Florida Keys Business
Sunday, September 30, 2012
Musical tune-up
Keys Tuning keeps the Keys finely tuned

It took Michael Kilgore more than 40 years to return to his first love -- music.

After decades as a high-profile consultant, years as the editor of Celebrate newspaper and then a tile salesman in Key West, the bassoon major and piano minor has always found time to make music. But with his new late-in-life career as a piano technician-to-be, Kilgore not only makes music; he makes music possible.

By restoring and repairing antique grands, uprights, spinets and baby grands and by bringing the newer models back into tune after the humidity and salt air of the Florida Keys have their way with the delicate moving parts, Kilgore has found another career that he truly loves.

Keys Tuning is currently a part-time operation for Kilgore, who tunes and repairs in the evenings and on weekends while he studies for his final test to become the Florida Keys' only registered piano technician, a title he expects to earn in the coming year.

"It's wonderful to take these old guys and gals apart and give them another voice for another 100 years," he said, perusing his workshop that currently occupies the front room of his Bahama Village cottage. "I was essentially going back to when I was 18, wondering what to do with the next 20 years of my life, and I finally decided to go back to my first love, which was music."

The seed was planted in 2009 when Kilgore wanted to rent a cottage owned by Key West activist Connie Gilbert, who refused to move -- or part with -- an antique, baby grand piano named Zelda, after F. Scott Fitzgerald's famous character.

"First I told her I'd help her move her stuff out of the cottage, then I told her I'd buy the piano from her right then and there," he said.

Zelda, a 1910 Knabe piano, the only type used by the Metropolitan Opera, has become a labor of love for Kilgore, and a good opportunity to practice his craft.

Zelda occupies a place of honor in Kilgore's living room, while the workshop is filled with parts from other pianos in various stages of repair and restoration.

There's an 1883 Schubert that belonged to a woman's great-grandmother and is need of some serious resurrection, along with some replacement ivory keys.

"And obviously, ivory is not easy to come by these day," Kilgore said, adding that he has been able to track down recycled piano keys from repair shops all over the country.

He has to reproduce and replace all the hammers and dampers that are attached to each of a piano's 88 keys.

"There are 58 moving parts between the front of the key and where it strikes the string on a grand piano," he said, peering at the frame that holds his work in progress.

Kilgore provides estimates for piano repairs, "and I won't go over my estimate, even if I thought it would take me 50 hours and it ends up taking me twice that."

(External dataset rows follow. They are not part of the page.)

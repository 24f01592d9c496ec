use async_trait::async_trait;
use tokio::sync::RwLock;
use uuid::Uuid;

use super::AuditLogEntry;
use crate::core::shared::error::StoreError;

#[async_trait]
pub trait AuditStore: Send + Sync {
    async fn append(&self, entry: AuditLogEntry) -> Result<(), StoreError>;

    /// Entries for one ticket, oldest first.
    async fn find_for_ticket(&self, ticket_id: Uuid) -> Result<Vec<AuditLogEntry>, StoreError>;

    async fn find_by_trace(&self, trace_id: Uuid) -> Result<Vec<AuditLogEntry>, StoreError>;
}

#[derive(Default)]
pub struct InMemoryAuditStore {
    entries: RwLock<Vec<AuditLogEntry>>,
}

impl InMemoryAuditStore {
    pub fn new() -> Self {
        Self::default()
    }
}

#[async_trait]
impl AuditStore for InMemoryAuditStore {
    async fn append(&self, entry: AuditLogEntry) -> Result<(), StoreError> {
        self.entries.write().await.push(entry);
        Ok(())
    }

    async fn find_for_ticket(&self, ticket_id: Uuid) -> Result<Vec<AuditLogEntry>, StoreError> {
        let entries = self.entries.read().await;
        let mut found: Vec<AuditLogEntry> = entries
            .iter()
            .filter(|e| e.ticket_id == ticket_id)
            .cloned()
            .collect();
        // Stable: equal timestamps keep append order.
        found.sort_by_key(|e| e.timestamp);
        Ok(found)
    }

    async fn find_by_trace(&self, trace_id: Uuid) -> Result<Vec<AuditLogEntry>, StoreError> {
        let entries = self.entries.read().await;
        let mut found: Vec<AuditLogEntry> = entries
            .iter()
            .filter(|e| e.trace_id == trace_id)
            .cloned()
            .collect();
        found.sort_by_key(|e| e.timestamp);
        Ok(found)
    }
}

#[cfg(test)]
mod tests {
    use super::*;
    use crate::audit::{AuditAction, AuditEvent};

    fn failed(ticket_id: Uuid, trace_id: Uuid, error: &str) -> AuditLogEntry {
        AuditLogEntry::new(
            ticket_id,
            trace_id,
            AuditEvent::SatisfactionCheckFailed {
                error: error.to_string(),
            },
        )
    }

    #[tokio::test]
    async fn test_find_for_ticket_is_chronological() {
        let store = InMemoryAuditStore::new();
        let ticket_id = Uuid::new_v4();
        let trace_id = Uuid::new_v4();

        let mut late = failed(ticket_id, trace_id, "late");
        late.timestamp = late.timestamp + chrono::Duration::seconds(5);
        store.append(late).await.unwrap();
        store.append(failed(ticket_id, trace_id, "early")).await.unwrap();
        store
            .append(failed(Uuid::new_v4(), trace_id, "other ticket"))
            .await
            .unwrap();

        let entries = store.find_for_ticket(ticket_id).await.unwrap();
        assert_eq!(entries.len(), 2);
        assert!(matches!(
            &entries[0].event,
            AuditEvent::SatisfactionCheckFailed { error } if error == "early"
        ));
        assert_eq!(entries[1].action(), AuditAction::SatisfactionCheckFailed);
    }

    #[tokio::test]
    async fn test_find_by_trace_spans_tickets() {
        let store = InMemoryAuditStore::new();
        let trace_id = Uuid::new_v4();
        store.append(failed(Uuid::new_v4(), trace_id, "a")).await.unwrap();
        store.append(failed(Uuid::new_v4(), trace_id, "b")).await.unwrap();
        store
            .append(failed(Uuid::new_v4(), Uuid::new_v4(), "c"))
            .await
            .unwrap();

        assert_eq!(store.find_by_trace(trace_id).await.unwrap().len(), 2);
    }
}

A master technician told him he has a tremendous ear for tuning, and he often spends evenings and weekends in other people's living rooms, tinkering with their pianos until they sound perfect.

"One client said my tunings were the best he's ever had for his two grand pianos," Kilgore said, clearly proud of his new profession.

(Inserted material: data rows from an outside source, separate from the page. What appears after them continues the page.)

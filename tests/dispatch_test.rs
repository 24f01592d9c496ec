#[cfg(test)]
mod dispatch_integration_tests {
    use helpdesk_triage::audit::{AuditAction, AuditLogger, AuditStore};
    use helpdesk_triage::kb::seed::sample_articles;
    use helpdesk_triage::kb::ArticleStore;
    use helpdesk_triage::tickets::{Ticket, TicketCategory, TicketStore};
    use helpdesk_triage::triage::{
        spawn_workers, FollowUpScheduler, ImmediateDispatcher, InMemoryJobQueue, JobQueue,
        KeywordClassifier, QueuedDispatcher, TemplateDrafter, TriagePipeline, WorkDispatcher,
    };
    use helpdesk_triage::Stores;
    use std::sync::Arc;
    use std::time::Duration;
    use uuid::Uuid;

    async fn seeded_stores() -> Stores {
        let stores = Stores::in_memory();
        for article in sample_articles() {
            stores.articles.insert(article).await.unwrap();
        }
        stores
    }

    fn pipeline(stores: &Stores) -> Arc<TriagePipeline> {
        let follow_ups = FollowUpScheduler::new(
            stores.follow_ups.clone(),
            stores.tickets.clone(),
            AuditLogger::new(stores.audit.clone()),
            Duration::from_secs(3600),
        );
        Arc::new(TriagePipeline::new(
            stores,
            Arc::new(KeywordClassifier::new()),
            Arc::new(TemplateDrafter::new()),
            follow_ups,
        ))
    }

    async fn submit(stores: &Stores) -> Uuid {
        stores
            .tickets
            .insert(Ticket::new(
                "Package never arrived",
                "My delivery tracking shows nothing",
                TicketCategory::Other,
                Uuid::new_v4(),
            ))
            .await
            .unwrap()
            .id
    }

    /// Polls the audit trail until the run finishes.
    async fn wait_for_actions(stores: &Stores, ticket_id: Uuid) -> Vec<AuditAction> {
        for _ in 0..100 {
            let actions: Vec<AuditAction> = stores
                .audit
                .find_for_ticket(ticket_id)
                .await
                .unwrap()
                .iter()
                .map(|e| e.action())
                .collect();
            if actions.contains(&AuditAction::AgentTriageCompleted)
                || actions.contains(&AuditAction::AgentTriageFailed)
            {
                return actions;
            }
            tokio::time::sleep(Duration::from_millis(20)).await;
        }
        panic!("triage for ticket {} never finished", ticket_id);
    }

    #[tokio::test]
    async fn test_queued_and_immediate_dispatch_match() {
        let queued_stores = seeded_stores().await;
        let queue: Arc<dyn JobQueue> = Arc::new(InMemoryJobQueue::new());
        let workers = spawn_workers(queue.clone(), pipeline(&queued_stores), 2);
        let queued = QueuedDispatcher::new(queue);

        let immediate_stores = seeded_stores().await;
        let immediate =
            ImmediateDispatcher::new(pipeline(&immediate_stores), Duration::from_millis(10));

        let queued_ticket = submit(&queued_stores).await;
        queued.dispatch(queued_ticket).await.unwrap();
        let immediate_ticket = submit(&immediate_stores).await;
        immediate.dispatch(immediate_ticket).await.unwrap();

        let via_queue = wait_for_actions(&queued_stores, queued_ticket).await;
        let via_spawn = wait_for_actions(&immediate_stores, immediate_ticket).await;

        assert_eq!(via_queue, via_spawn);
        assert_eq!(via_queue.last(), Some(&AuditAction::AgentTriageCompleted));
        assert_eq!(queued.kind(), "queued");
        assert_eq!(immediate.kind(), "immediate");

        for worker in workers {
            worker.abort();
        }
    }

    #[tokio::test]
    async fn test_workers_drain_many_tickets() {
        let stores = seeded_stores().await;
        let queue: Arc<dyn JobQueue> = Arc::new(InMemoryJobQueue::new());
        let workers = spawn_workers(queue.clone(), pipeline(&stores), 3);
        let dispatcher = QueuedDispatcher::new(queue);

        let mut ids = Vec::new();
        for _ in 0..6 {
            let id = submit(&stores).await;
            dispatcher.dispatch(id).await.unwrap();
            ids.push(id);
        }
        for id in &ids {
            wait_for_actions(&stores, *id).await;
        }

        use helpdesk_triage::triage::SuggestionStore;
        assert_eq!(stores.suggestions.list().await.unwrap().len(), ids.len());

        for worker in workers {
            worker.abort();
        }
    }

    #[cfg(feature = "cache")]
    #[tokio::test]
    async fn test_redis_queue_round_trip() {
        use helpdesk_triage::triage::dispatch::{RedisJobQueue, TriageJob};

        // Skip test if Redis is not available
        let redis_url =
            std::env::var("REDIS_URL").unwrap_or_else(|_| "redis://127.0.0.1/".to_string());
        let key = format!("triage:test:{}", Uuid::new_v4());
        let queue = match RedisJobQueue::connect(&redis_url, key).await {
            Ok(queue) => queue,
            Err(_) => {
                println!("Skipping test - Redis not available");
                return;
            }
        };

        let job = TriageJob::new(Uuid::new_v4());
        queue.push(job.clone()).await.unwrap();
        let popped = queue.pop().await.unwrap();
        assert_eq!(popped, Some(job));
    }
}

Tunings cost $80 for churches and schools and $100 for private owners, he said. If the instrument is need of a pitch raise, it will cost an extra $60.

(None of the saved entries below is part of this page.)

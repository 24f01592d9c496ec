use serde::{Deserialize, Serialize};
use std::collections::HashMap;

use super::suggestion::Suggestion;
use crate::tickets::TicketCategory;

#[derive(Debug, Clone, Default, PartialEq, Serialize, Deserialize)]
pub struct TriageStats {
    pub total_suggestions: usize,
    pub auto_closed_count: usize,
    pub average_confidence: f64,
    pub average_latency_ms: f64,
}

#[derive(Debug, Clone, PartialEq, Serialize, Deserialize)]
pub struct CategoryStats {
    pub category: TicketCategory,
    pub count: usize,
    pub average_confidence: f64,
    pub auto_close_rate: f64,
}

pub fn triage_stats(suggestions: &[Suggestion]) -> TriageStats {
    if suggestions.is_empty() {
        return TriageStats::default();
    }

    let total = suggestions.len() as f64;
    TriageStats {
        total_suggestions: suggestions.len(),
        auto_closed_count: suggestions.iter().filter(|s| s.auto_closed).count(),
        average_confidence: suggestions.iter().map(|s| s.confidence).sum::<f64>() / total,
        average_latency_ms: suggestions
            .iter()
            .map(|s| s.model_info.latency_ms as f64)
            .sum::<f64>()
            / total,
    }
}

/// Per predicted category, most frequent first. Equal counts are ordered by
/// category name.
pub fn category_stats(suggestions: &[Suggestion]) -> Vec<CategoryStats> {
    let mut groups: HashMap<TicketCategory, Vec<&Suggestion>> = HashMap::new();
    for suggestion in suggestions {
        groups
            .entry(suggestion.predicted_category)
            .or_default()
            .push(suggestion);
    }

    let mut stats: Vec<CategoryStats> = groups
        .into_iter()
        .map(|(category, group)| {
            let count = group.len();
            let auto_closed = group.iter().filter(|s| s.auto_closed).count();
            CategoryStats {
                category,
                count,
                average_confidence: group.iter().map(|s| s.confidence).sum::<f64>()
                    / count as f64,
                auto_close_rate: auto_closed as f64 / count as f64,
            }
        })
        .collect();

    stats.sort_by(|a, b| {
        b.count
            .cmp(&a.count)
            .then_with(|| a.category.as_str().cmp(b.category.as_str()))
    });
    stats
}

#[cfg(test)]
mod tests {
    use super::*;
    use crate::triage::suggestion::ModelInfo;
    use uuid::Uuid;

    fn suggestion(category: TicketCategory, confidence: f64, auto_closed: bool) -> Suggestion {
        let mut s = Suggestion::new(
            Uuid::new_v4(),
            category,
            Vec::new(),
            String::new(),
            confidence,
            ModelInfo {
                provider: "stub".to_string(),
                model: "deterministic-v1".to_string(),
                prompt_version: "1.0".to_string(),
                latency_ms: 10,
            },
        );
        s.auto_closed = auto_closed;
        s
    }

    #[test]
    fn test_empty_stats_are_zero() {
        assert_eq!(triage_stats(&[]), TriageStats::default());
        assert!(category_stats(&[]).is_empty());
    }

    #[test]
    fn test_totals_and_averages() {
        let all = [
            suggestion(TicketCategory::Billing, 0.5, false),
            suggestion(TicketCategory::Billing, 1.0, true),
            suggestion(TicketCategory::Tech, 0.75, false),
        ];

        let stats = triage_stats(&all);
        assert_eq!(stats.total_suggestions, 3);
        assert_eq!(stats.auto_closed_count, 1);
        assert_eq!(stats.average_confidence, 0.75);
        assert_eq!(stats.average_latency_ms, 10.0);

        let by_category = category_stats(&all);
        assert_eq!(by_category[0].category, TicketCategory::Billing);
        assert_eq!(by_category[0].count, 2);
        assert_eq!(by_category[0].auto_close_rate, 0.5);
        assert_eq!(by_category[1].category, TicketCategory::Tech);
    }
}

"But there are only 16 registered piano technicians throughout South Florida, and I'll be the only one in the Keys," he said. "The tuning is the easy part; it's the technician part that gets complicated."

He tuned and repaired the piano at St. Peter's Church on Center Street with just an hour to spare before a world-class concert with Linda Sparks.

Some pianos are family heirlooms that may not be worth the cost of the restoration, but are priceless in another sense, while others are concert pianos used by world-class musicians, not kids practicing scales and then pounding the keys in frustration. But they can all sound magical -- when they're in tune.

"Are there enough pianos in the Keys to make this a full-time career?" Kilgore asked. "I hope so. And for someone who truly loves their piano, I'm probably going to be the best thing for it."